Simplicity Solid 22 said:


> Is that lower chute actually a chute or did you make that???


To me that chute looks to have come off a Ariens Garden Tractor blower or perhaps a 1236 walkbehind.


----------



## Jackmels (Feb 18, 2013)

I'm not sure what Model the Tall Chute Came From, Got it from a local shop. It Had the Gear-Type Flange on the Bottom which I removed by grinding the welds off. Cut the Original Down, and Welded the New Tall chute to the Old Style Base. Fit like a Glove!


----------



## Snowjob (Feb 18, 2013)

Jackmels said:


> I have been Experimenting with Different Chutes on Old School Ariens Machines. I think the Short Chute is the Only Thing the Older Machines are lacking.....


What's the advantage..?? Does it make a difference in the distance it throws..??

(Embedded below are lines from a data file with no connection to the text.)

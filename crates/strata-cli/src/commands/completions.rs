//! Shell completion generation.

use clap::CommandFactory;
use clap_complete::{Generator, generate, shells};

use crate::cli::{Cli, CompletionsArgs, Shell};

const BIN_NAME: &str = "strata";

pub fn execute(args: CompletionsArgs) -> crate::error::CliResult<()> {
    match args.shell {
        Shell::Bash => write(shells::Bash),
        Shell::Zsh => write(shells::Zsh),
        Shell::Fish => write(shells::Fish),
        Shell::PowerShell => write(shells::PowerShell),
        Shell::Elvish => write(shells::Elvish),
    }
    Ok(())
}

fn write<G: Generator>(generator: G) {
    let mut cmd = Cli::command();
    generate(generator, &mut cmd, BIN_NAME, &mut std::io::stdout());
}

Since so many of the newer blowers have them, there must be a reason.
Just curious...

Thanx....
.


----------



## Shryp (Jan 1, 2011)

A taller chute is useful for throwing over obstacles such as bushes, small fences or snow banks.


----------



## Snowjob (Feb 18, 2013)

Shryp said:


> A taller chute is useful for throwing over obstacles such as bushes, small fences or snow banks.


*DUH....Boy, do I feel dumb...!!* 

I should have figured that out myself just by staring at the tall chutes a bit longer.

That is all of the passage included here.